» DESCRIPTION OF THE TASK
The answer should be a single number, the count of lines in this material that contain "String".

- - - - -

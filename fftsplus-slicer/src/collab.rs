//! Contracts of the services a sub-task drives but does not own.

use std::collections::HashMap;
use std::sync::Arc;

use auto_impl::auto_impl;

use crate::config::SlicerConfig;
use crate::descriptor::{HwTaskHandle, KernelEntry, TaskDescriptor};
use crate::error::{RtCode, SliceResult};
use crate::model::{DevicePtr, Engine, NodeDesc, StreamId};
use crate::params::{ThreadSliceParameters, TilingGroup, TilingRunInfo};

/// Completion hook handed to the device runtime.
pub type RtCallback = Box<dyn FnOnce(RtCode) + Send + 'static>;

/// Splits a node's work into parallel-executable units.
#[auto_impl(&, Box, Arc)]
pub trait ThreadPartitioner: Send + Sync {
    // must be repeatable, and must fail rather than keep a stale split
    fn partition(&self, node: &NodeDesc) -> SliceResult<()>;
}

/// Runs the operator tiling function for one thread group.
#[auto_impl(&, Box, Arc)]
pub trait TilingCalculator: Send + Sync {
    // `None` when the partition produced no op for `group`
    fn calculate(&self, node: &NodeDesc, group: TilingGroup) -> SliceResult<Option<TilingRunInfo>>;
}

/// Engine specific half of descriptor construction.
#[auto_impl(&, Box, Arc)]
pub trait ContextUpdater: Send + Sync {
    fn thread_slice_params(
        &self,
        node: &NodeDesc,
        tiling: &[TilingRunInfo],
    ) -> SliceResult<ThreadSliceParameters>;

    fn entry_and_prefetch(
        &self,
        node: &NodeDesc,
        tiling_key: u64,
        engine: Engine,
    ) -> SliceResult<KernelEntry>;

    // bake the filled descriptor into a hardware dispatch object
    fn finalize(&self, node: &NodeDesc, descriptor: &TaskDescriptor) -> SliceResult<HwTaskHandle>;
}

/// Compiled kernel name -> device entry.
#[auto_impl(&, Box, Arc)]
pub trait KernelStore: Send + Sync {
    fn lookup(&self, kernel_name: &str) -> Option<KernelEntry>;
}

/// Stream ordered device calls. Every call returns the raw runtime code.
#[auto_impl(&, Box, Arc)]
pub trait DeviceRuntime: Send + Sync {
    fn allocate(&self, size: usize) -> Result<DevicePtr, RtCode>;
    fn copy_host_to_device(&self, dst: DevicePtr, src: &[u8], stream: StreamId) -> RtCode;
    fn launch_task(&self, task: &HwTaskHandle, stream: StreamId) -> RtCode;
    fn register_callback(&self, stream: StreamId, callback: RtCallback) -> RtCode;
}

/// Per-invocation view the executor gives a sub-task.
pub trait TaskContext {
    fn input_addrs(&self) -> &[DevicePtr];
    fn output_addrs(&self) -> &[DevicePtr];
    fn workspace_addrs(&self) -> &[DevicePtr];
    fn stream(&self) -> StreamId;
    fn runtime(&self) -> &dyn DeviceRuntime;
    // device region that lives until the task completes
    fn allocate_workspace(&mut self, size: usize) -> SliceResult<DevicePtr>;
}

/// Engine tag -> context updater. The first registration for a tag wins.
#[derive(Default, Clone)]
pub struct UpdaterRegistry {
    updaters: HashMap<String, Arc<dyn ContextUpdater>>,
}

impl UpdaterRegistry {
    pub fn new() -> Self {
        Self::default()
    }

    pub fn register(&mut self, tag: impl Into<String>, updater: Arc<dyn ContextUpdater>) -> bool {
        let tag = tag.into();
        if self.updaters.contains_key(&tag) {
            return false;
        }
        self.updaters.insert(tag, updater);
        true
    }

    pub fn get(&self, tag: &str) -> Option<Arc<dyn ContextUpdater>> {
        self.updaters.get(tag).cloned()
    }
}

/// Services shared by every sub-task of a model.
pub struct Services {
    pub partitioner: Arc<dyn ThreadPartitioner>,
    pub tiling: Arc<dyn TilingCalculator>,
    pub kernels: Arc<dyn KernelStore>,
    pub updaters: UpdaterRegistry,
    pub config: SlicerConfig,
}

- - - - -

» EXERCISE ANSWER
2